*** DATASET EXTRACT ***

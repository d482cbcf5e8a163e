//! 预导入模块，方便使用

pub use super::attendance::{
    ActiveModel as AttendanceActiveModel, Entity as Attendance, Model as AttendanceModel,
};
pub use super::behavior_logs::{
    ActiveModel as BehaviorLogActiveModel, Entity as BehaviorLogs, Model as BehaviorLogModel,
};
pub use super::grades::{ActiveModel as GradeActiveModel, Entity as Grades, Model as GradeModel};
pub use super::schedules::{
    ActiveModel as ScheduleActiveModel, Entity as Schedules, Model as ScheduleModel,
};
pub use super::students::{
    ActiveModel as StudentActiveModel, Entity as Students, Model as StudentModel,
};
pub use super::subjects::{
    ActiveModel as SubjectActiveModel, Entity as Subjects, Model as SubjectModel,
};
pub use super::teachers::{
    ActiveModel as TeacherActiveModel, Entity as Teachers, Model as TeacherModel,
};
//! 学生存储操作

use std::collections::{HashMap, HashSet};

use super::SeaOrmStorage;
use crate::entity::prelude::{Attendance, BehaviorLogs, Grades};
use crate::entity::students::{ActiveModel, Column, Entity as Students};
use crate::entity::{attendance, behavior_logs, grades};
use crate::errors::{ClassroomError, Result};
use crate::models::students::{NewStudent, Student, StudentFields, StudentListQuery};
use sea_orm::{
    ActiveModelTrait, ColumnTrait, EntityTrait, PaginatorTrait, QueryFilter, QueryOrder,
    QuerySelect, Set, TransactionTrait,
};

impl SeaOrmStorage {
    /// 列出学生
    pub async fn list_students_impl(
        &self,
        teacher_id: i64,
        query: StudentListQuery,
    ) -> Result<Vec<Student>> {
        let mut select = Students::find().filter(Column::TeacherId.eq(teacher_id));

        if let Some(class) = query.class.as_deref().map(str::trim)
            && !class.is_empty()
        {
            select = select.filter(Column::Class.eq(class));
        }

        let students = select
            .order_by_asc(Column::Class)
            .order_by_asc(Column::Name)
            .all(&self.db)
            .await
            .map_err(|e| ClassroomError::database_operation(format!("查询学生列表失败: {e}")))?;

        // 搜索在内存中进行，姓名不区分大小写
        let search = query.search.as_deref().map(str::trim).unwrap_or("");
        Ok(students
            .into_iter()
            .map(|m| m.into_student())
            .filter(|s| s.matches_search(search))
            .collect())
    }

    /// 通过 ID 获取学生
    pub async fn get_student_by_id_impl(
        &self,
        teacher_id: i64,
        student_id: i64,
    ) -> Result<Option<Student>> {
        let result = Students::find_by_id(student_id)
            .filter(Column::TeacherId.eq(teacher_id))
            .one(&self.db)
            .await
            .map_err(|e| ClassroomError::database_operation(format!("查询学生失败: {e}")))?;

        Ok(result.map(|m| m.into_student()))
    }

    /// 创建学生
    pub async fn create_student_impl(
        &self,
        teacher_id: i64,
        student: NewStudent,
    ) -> Result<Student> {
        self.ensure_nisn_available(teacher_id, student.nisn.as_deref(), None)
            .await?;

        let now = chrono::Utc::now().timestamp();
        let model = ActiveModel {
            teacher_id: Set(teacher_id),
            nisn: Set(student.nisn),
            name: Set(student.name),
            class: Set(student.class),
            gender: Set(student.gender.to_string()),
            created_at: Set(now),
            updated_at: Set(now),
            ..Default::default()
        };

        let result = model
            .insert(&self.db)
            .await
            .map_err(|e| ClassroomError::database_operation(format!("创建学生失败: {e}")))?;

        Ok(result.into_student())
    }

    /// 更新学生
    pub async fn update_student_impl(
        &self,
        teacher_id: i64,
        student_id: i64,
        student: NewStudent,
    ) -> Result<Option<Student>> {
        if self
            .get_student_by_id_impl(teacher_id, student_id)
            .await?
            .is_none()
        {
            return Ok(None);
        }

        self.ensure_nisn_available(teacher_id, student.nisn.as_deref(), Some(student_id))
            .await?;

        let model = ActiveModel {
            id: Set(student_id),
            nisn: Set(student.nisn),
            name: Set(student.name),
            class: Set(student.class),
            gender: Set(student.gender.to_string()),
            updated_at: Set(chrono::Utc::now().timestamp()),
            ..Default::default()
        };

        let result = model
            .update(&self.db)
            .await
            .map_err(|e| ClassroomError::database_operation(format!("更新学生失败: {e}")))?;

        Ok(Some(result.into_student()))
    }

    /// 删除学生及其考勤、成绩、行为记录
    pub async fn delete_student_impl(&self, teacher_id: i64, student_id: i64) -> Result<bool> {
        if self
            .get_student_by_id_impl(teacher_id, student_id)
            .await?
            .is_none()
        {
            return Ok(false);
        }

        let txn = self
            .db
            .begin()
            .await
            .map_err(|e| ClassroomError::database_operation(format!("开启事务失败: {e}")))?;

        Attendance::delete_many()
            .filter(attendance::Column::StudentId.eq(student_id))
            .exec(&txn)
            .await
            .map_err(|e| ClassroomError::database_operation(format!("删除考勤记录失败: {e}")))?;

        Grades::delete_many()
            .filter(grades::Column::StudentId.eq(student_id))
            .exec(&txn)
            .await
            .map_err(|e| ClassroomError::database_operation(format!("删除成绩记录失败: {e}")))?;

        BehaviorLogs::delete_many()
            .filter(behavior_logs::Column::StudentId.eq(student_id))
            .exec(&txn)
            .await
            .map_err(|e| ClassroomError::database_operation(format!("删除行为记录失败: {e}")))?;

        let result = Students::delete_many()
            .filter(Column::Id.eq(student_id))
            .filter(Column::TeacherId.eq(teacher_id))
            .exec(&txn)
            .await
            .map_err(|e| ClassroomError::database_operation(format!("删除学生失败: {e}")))?;

        txn.commit()
            .await
            .map_err(|e| ClassroomError::database_operation(format!("提交事务失败: {e}")))?;

        Ok(result.rows_affected > 0)
    }

    /// 班级列表
    pub async fn list_classes_impl(&self, teacher_id: i64) -> Result<Vec<String>> {
        Students::find()
            .select_only()
            .column(Column::Class)
            .distinct()
            .filter(Column::TeacherId.eq(teacher_id))
            .order_by_asc(Column::Class)
            .into_tuple::<String>()
            .all(&self.db)
            .await
            .map_err(|e| ClassroomError::database_operation(format!("查询班级列表失败: {e}")))
    }

    /// 学生总数
    pub async fn count_students_impl(&self, teacher_id: i64) -> Result<u64> {
        Students::find()
            .filter(Column::TeacherId.eq(teacher_id))
            .count(&self.db)
            .await
            .map_err(|e| ClassroomError::database_operation(format!("统计学生数量失败: {e}")))
    }

    /// NISN 到学生 ID 的映射
    pub async fn find_student_ids_by_nisn_impl(
        &self,
        teacher_id: i64,
        nisns: &[String],
    ) -> Result<HashMap<String, i64>> {
        if nisns.is_empty() {
            return Ok(HashMap::new());
        }

        let rows = Students::find()
            .select_only()
            .column(Column::Nisn)
            .column(Column::Id)
            .filter(Column::TeacherId.eq(teacher_id))
            .filter(Column::Nisn.is_in(nisns.iter().cloned()))
            .into_tuple::<(Option<String>, i64)>()
            .all(&self.db)
            .await
            .map_err(|e| ClassroomError::database_operation(format!("按 NISN 查询学生失败: {e}")))?;

        Ok(rows
            .into_iter()
            .filter_map(|(nisn, id)| nisn.map(|n| (n, id)))
            .collect())
    }

    /// 过滤出属于该教师的学生 ID
    pub async fn filter_owned_student_ids_impl(
        &self,
        teacher_id: i64,
        student_ids: &[i64],
    ) -> Result<HashSet<i64>> {
        if student_ids.is_empty() {
            return Ok(HashSet::new());
        }

        let ids = Students::find()
            .select_only()
            .column(Column::Id)
            .filter(Column::TeacherId.eq(teacher_id))
            .filter(Column::Id.is_in(student_ids.iter().copied()))
            .into_tuple::<i64>()
            .all(&self.db)
            .await
            .map_err(|e| ClassroomError::database_operation(format!("校验学生归属失败: {e}")))?;

        Ok(ids.into_iter().collect())
    }

    /// 批量插入学生
    pub async fn insert_students_impl(
        &self,
        teacher_id: i64,
        students: Vec<NewStudent>,
    ) -> Result<u64> {
        if students.is_empty() {
            return Ok(0);
        }

        let now = chrono::Utc::now().timestamp();
        let count = students.len() as u64;
        let models = students.into_iter().map(|s| ActiveModel {
            teacher_id: Set(teacher_id),
            nisn: Set(s.nisn),
            name: Set(s.name),
            class: Set(s.class),
            gender: Set(s.gender.to_string()),
            created_at: Set(now),
            updated_at: Set(now),
            ..Default::default()
        });

        Students::insert_many(models)
            .exec(&self.db)
            .await
            .map_err(|e| ClassroomError::database_operation(format!("批量插入学生失败: {e}")))?;

        Ok(count)
    }

    /// 导入更新：替换姓名、班级、性别
    pub async fn update_student_fields_impl(
        &self,
        teacher_id: i64,
        student_id: i64,
        fields: StudentFields,
    ) -> Result<bool> {
        let result = Students::update_many()
            .col_expr(Column::Name, sea_orm::sea_query::Expr::value(fields.name))
            .col_expr(Column::Class, sea_orm::sea_query::Expr::value(fields.class))
            .col_expr(
                Column::Gender,
                sea_orm::sea_query::Expr::value(fields.gender.to_string()),
            )
            .col_expr(
                Column::UpdatedAt,
                sea_orm::sea_query::Expr::value(chrono::Utc::now().timestamp()),
            )
            .filter(Column::Id.eq(student_id))
            .filter(Column::TeacherId.eq(teacher_id))
            .exec(&self.db)
            .await
            .map_err(|e| ClassroomError::database_operation(format!("更新学生失败: {e}")))?;

        Ok(result.rows_affected > 0)
    }

    // 同一教师下 NISN 不可重复
    async fn ensure_nisn_available(
        &self,
        teacher_id: i64,
        nisn: Option<&str>,
        exclude_id: Option<i64>,
    ) -> Result<()> {
        let Some(nisn) = nisn else {
            return Ok(());
        };

        let mut select = Students::find()
            .filter(Column::TeacherId.eq(teacher_id))
            .filter(Column::Nisn.eq(nisn));
        if let Some(id) = exclude_id {
            select = select.filter(Column::Id.ne(id));
        }

        let existing = select
            .one(&self.db)
            .await
            .map_err(|e| ClassroomError::database_operation(format!("查询学生失败: {e}")))?;

        if existing.is_some() {
            return Err(ClassroomError::conflict(format!(
                "NISN {nisn} is already used by another student"
            )));
        }
        Ok(())
    }
}
use actix_web::error::{InternalError, JsonPayloadError, QueryPayloadError};
use actix_web::{Error, HttpRequest, HttpResponse};
use tracing::debug;

use crate::models::{ApiResponse, ErrorCode};

fn bad_request<E>(err: E, message: String) -> Error
where
    E: std::fmt::Debug + std::fmt::Display + 'static,
{
    let response =
        HttpResponse::BadRequest().json(ApiResponse::error_empty(ErrorCode::BadRequest, message));
    InternalError::from_response(err, response).into()
}

/// JSON 请求体解析失败
pub fn json_error_handler(err: JsonPayloadError, req: &HttpRequest) -> Error {
    debug!("Invalid JSON payload for {}: {}", req.path(), err);
    let message = format!("Invalid JSON payload: {err}");
    bad_request(err, message)
}

/// 查询参数解析失败
pub fn query_error_handler(err: QueryPayloadError, req: &HttpRequest) -> Error {
    debug!("Invalid query string for {}: {}", req.path(), err);
    let message = format!("Invalid query parameters: {err}");
    bad_request(err, message)
}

***

--- REQUIRED WORK ---
Your task is to find every line above containing the word "timestamp" and copy it.

--- ANSWER ---
        let now = chrono::Utc::now().timestamp();
            updated_at: Set(chrono::Utc::now().timestamp()),
        let now = chrono::Utc::now().timestamp();
                sea_orm::sea_query::Expr::value(chrono::Utc::now().timestamp()),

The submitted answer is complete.